On April 22, however, Lamberth agreed to block the administration from dismantling Voice of America. The judge ruled that the administration illegally required Voice of America to cease operations for the first time since its World War II-era inception.

Congress makes the laws, but they must be signed by the president to take effect, Lamberth wrote in Tuesday’s ruling, and that’s exactly what happened in March when Trump signed the continuing resolution that allocated the grant funding to the government-operated media outlets.

Federal judges take an oath to render their decisions impartially, and Lamberth said he doesn’t have a stake in the outcome of this case. He also said he doesn’t have any animosity toward the president nor loyalty to the media outlets.

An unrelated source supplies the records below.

pub mod debugging;
pub mod dispatch;
pub mod flags;
pub mod hooks;
pub mod instructions;
pub mod memory;
pub mod state8080;

pub use crate::cpu::debugging::{dump_memory, InstructionInfo};
pub use crate::cpu::dispatch::{family, interrupt, step, step_with_hooks, Family, StepResult};
pub use crate::cpu::flags::{Condition, ConditionCodes};
pub use crate::cpu::hooks::{DiagnosticTrap, Hooks, Ports, TrapFormat};
pub use crate::cpu::memory::{Memory, MEMORY_SIZE};
pub use crate::cpu::state8080::{Operand, Register, RegisterPair, State8080};
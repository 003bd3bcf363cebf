use std::fs;
use std::io::Write;
use std::path::PathBuf;

use anyhow::{anyhow, Context, Result};
use clap::Parser;
use log::LevelFilter;
use simple_logger::SimpleLogger;

use core8080::{
    dump_memory, interrupt, step_with_hooks, DiagnosticTrap, Hooks, Memory, State8080,
    TrapFormat,
};

/// CP/M console entry point used by diagnostic programs.
const BDOS: u16 = 0x0005;
const BDOS_PRINT_STRING: u8 = 9;
const BDOS_PRINT_CHAR: u8 = 2;

/// Run an 8080 program image.
#[derive(Parser, Debug)]
#[command(version, about)]
struct Args {
    /// Binary image to load.
    image: PathBuf,

    /// Address the image is loaded at.
    #[arg(long, default_value = "0x100", value_parser = parse_u16)]
    offset: u16,

    /// Initial program counter; defaults to the load address.
    #[arg(long, value_parser = parse_u16)]
    pc: Option<u16>,

    /// Initial stack pointer.
    #[arg(long, default_value = "0", value_parser = parse_u16)]
    sp: u16,

    /// Bytes written after loading, e.g. `0x0000=0xc3,0x00,0x01`. Repeatable.
    #[arg(long = "patch", value_name = "ADDR=BYTES", value_parser = parse_patch)]
    patches: Vec<Patch>,

    /// Trap CALL 0x0005 as CP/M console output and stop on a jump to 0x0000.
    #[arg(long, default_value_t = false)]
    bdos: bool,

    /// Stop after this many instructions.
    #[arg(long, value_name = "N")]
    max_steps: Option<u64>,

    /// Inject an interrupt every N instructions.
    #[arg(long, value_name = "N", value_parser = clap::value_parser!(u64).range(1..))]
    interrupt_every: Option<u64>,

    /// Vectors injected in turn by --interrupt-every.
    #[arg(long, value_delimiter = ',', default_value = "1,2")]
    vectors: Vec<u8>,

    /// off, error, warn, info, debug or trace.
    #[arg(long, default_value = "info")]
    log_level: String,
}

#[derive(Debug, Clone, PartialEq, Eq)]
struct Patch {
    address: u16,
    bytes: Vec<u8>,
}

fn parse_u16(s: &str) -> Result<u16, String> {
    parse_number(s).and_then(|n| u16::try_from(n).map_err(|_| format!("{s} does not fit in 16 bits")))
}

fn parse_u8(s: &str) -> Result<u8, String> {
    parse_number(s).and_then(|n| u8::try_from(n).map_err(|_| format!("{s} does not fit in 8 bits")))
}

fn parse_number(s: &str) -> Result<u32, String> {
    let s = s.trim();
    let parsed = match s.strip_prefix("0x").or_else(|| s.strip_prefix("0X")) {
        Some(hex) => u32::from_str_radix(hex, 16),
        None => s.parse::<u32>(),
    };
    parsed.map_err(|e| format!("invalid number {s:?}: {e}"))
}

fn parse_patch(s: &str) -> Result<Patch, String> {
    let (address, bytes) = s
        .split_once('=')
        .ok_or_else(|| format!("expected ADDR=BYTES, got {s:?}"))?;
    let address = parse_u16(address)?;
    let bytes = bytes
        .split(',')
        .map(parse_u8)
        .collect::<Result<Vec<u8>, String>>()?;
    Ok(Patch { address, bytes })
}

fn main() -> Result<()> {
    let args = Args::parse();

    let level: LevelFilter = args
        .log_level
        .parse()
        .map_err(|_| anyhow!("unknown log level {:?}", args.log_level))?;
    SimpleLogger::new().with_level(level).init()?;

    let image = fs::read(&args.image)
        .with_context(|| format!("reading {}", args.image.display()))?;
    let mut memory = Memory::new();
    memory
        .load(args.offset, &image)
        .with_context(|| format!("loading {}", args.image.display()))?;
    for patch in &args.patches {
        memory.patch(patch.address, &patch.bytes)?;
    }
    log::info!(
        "loaded {} bytes at {:#06x}, {} patch(es)",
        image.len(),
        args.offset,
        args.patches.len()
    );

    let mut state = State8080::with_pc_sp(args.pc.unwrap_or(args.offset), args.sp);

    let mut hooks = Hooks::new();
    if args.bdos {
        hooks = hooks
            .with_trap(DiagnosticTrap::new(
                BDOS,
                BDOS_PRINT_STRING,
                TrapFormat::DollarString,
                |text: &str| println!("{text}"),
            ))
            .with_trap(DiagnosticTrap::new(
                BDOS,
                BDOS_PRINT_CHAR,
                TrapFormat::Character,
                |text: &str| {
                    print!("{text}");
                    let _ = std::io::stdout().flush();
                },
            ));
    }

    let steps = run(&args, &mut state, &mut memory, &mut hooks)?;
    log::info!("stopped after {} instructions: {}", steps, state);
    Ok(())
}

fn run(args: &Args, state: &mut State8080, memory: &mut Memory, hooks: &mut Hooks) -> Result<u64> {
    let mut steps: u64 = 0;
    let mut next_vector = 0;
    loop {
        if args.max_steps.is_some_and(|max| steps >= max) {
            log::warn!("step limit of {} reached", steps);
            return Ok(steps);
        }

        let result = step_with_hooks(state, memory, hooks);
        steps += 1;
        let running = match result.into_result() {
            Ok(running) => running,
            Err(err) => {
                log::error!("{}", state);
                let from = state.pc.saturating_sub(0x20);
                let to = state.pc.saturating_add(0x20);
                log::error!("memory around pc:\n{}", dump_memory(memory, from..=to));
                return Err(err.into());
            }
        };
        if !running {
            log::info!("halted at {:#06x}", state.pc.wrapping_sub(1));
            return Ok(steps);
        }
        if args.bdos && state.pc == 0x0000 {
            log::info!("warm boot");
            return Ok(steps);
        }

        if let Some(every) = args.interrupt_every {
            if steps % every == 0 && !args.vectors.is_empty() {
                let vector = args.vectors[next_vector % args.vectors.len()];
                next_vector += 1;
                interrupt(state, memory, vector)?;
            }
        }
    }
}

#[cfg(test)]
mod tests {
    use super::*;

    #[test]
    fn numbers_accept_hex_and_decimal() {
        assert_eq!(parse_u16("0x100"), Ok(0x100));
        assert_eq!(parse_u16("256"), Ok(256));
        assert!(parse_u16("0x10000").is_err());
        assert!(parse_u8("0x1ff").is_err());
    }

    #[test]
    fn patch_syntax() {
        assert_eq!(
            parse_patch("0x0000=0xc3,0x00,1"),
            Ok(Patch {
                address: 0,
                bytes: vec![0xc3, 0x00, 0x01]
            })
        );
        assert!(parse_patch("0x0000").is_err());
        assert!(parse_patch("0x0000=zz").is_err());
    }

    #[test]
    fn args_parse() {
        let args = Args::try_parse_from([
            "run8080",
            "cpudiag.bin",
            "--bdos",
            "--patch",
            "0x0170=0x07",
            "--patch",
            "0x059c=0xc3,0xc2,0x05",
            "--vectors",
            "1,2",
        ])
        .unwrap();
        assert_eq!(args.offset, 0x100);
        assert_eq!(args.pc, None);
        assert!(args.bdos);
        assert_eq!(args.patches.len(), 2);
        assert_eq!(args.patches[1].bytes, vec![0xc3, 0xc2, 0x05]);
        assert_eq!(args.vectors, vec![1, 2]);
    }

    #[test]
    fn run_stops_on_halt() {
        let args = Args::try_parse_from(["run8080", "x.bin", "--max-steps", "100"]).unwrap();
        let mut memory = Memory::with_program(&[0x3e, 0x01, 0x76]).unwrap();
        let mut state = State8080::new();
        let mut hooks = Hooks::new();
        let steps = run(&args, &mut state, &mut memory, &mut hooks).unwrap();
        assert_eq!(steps, 2);
        assert_eq!(state.a, 1);
    }

    #[test]
    fn run_reports_unimplemented() {
        let args = Args::try_parse_from(["run8080", "x.bin"]).unwrap();
        let mut memory = Memory::with_program(&[0x00, 0xdb, 0x01]).unwrap();
        let mut state = State8080::new();
        let mut hooks = Hooks::new();
        let err = run(&args, &mut state, &mut memory, &mut hooks).unwrap_err();
        assert_eq!(
            err.downcast_ref::<core8080::CpuError>(),
            Some(&core8080::CpuError::UnimplementedOpcode(0xdb))
        );
        assert_eq!(state.pc, 1);
    }

    #[test]
    fn run_honours_step_limit() {
        let args = Args::try_parse_from(["run8080", "x.bin", "--max-steps", "5"]).unwrap();
        // JMP 0x0000 forever
        let mut memory = Memory::with_program(&[0xc3, 0x00, 0x00]).unwrap();
        let mut state = State8080::new();
        let mut hooks = Hooks::new();
        assert_eq!(run(&args, &mut state, &mut memory, &mut hooks).unwrap(), 5);
    }
}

But the role of the courts is to interpret the laws of the Constitution and declare what the law is, he said – and unlike the executive branch, the courts have no means to independently enforce those laws.

By issuing the ruling, “I am humbly fulfilling my small part in this very constitutional paradigm – a framework that has propelled the United States to heights of greatness, liberty and prosperity unparalleled in the history of the world for nearly 250 years,” Lamberth wrote. “If our nation is to thrive for another 250 years, each co-equal branch of government must be willing to courageously exert the authority entrusted to it by our Founders.”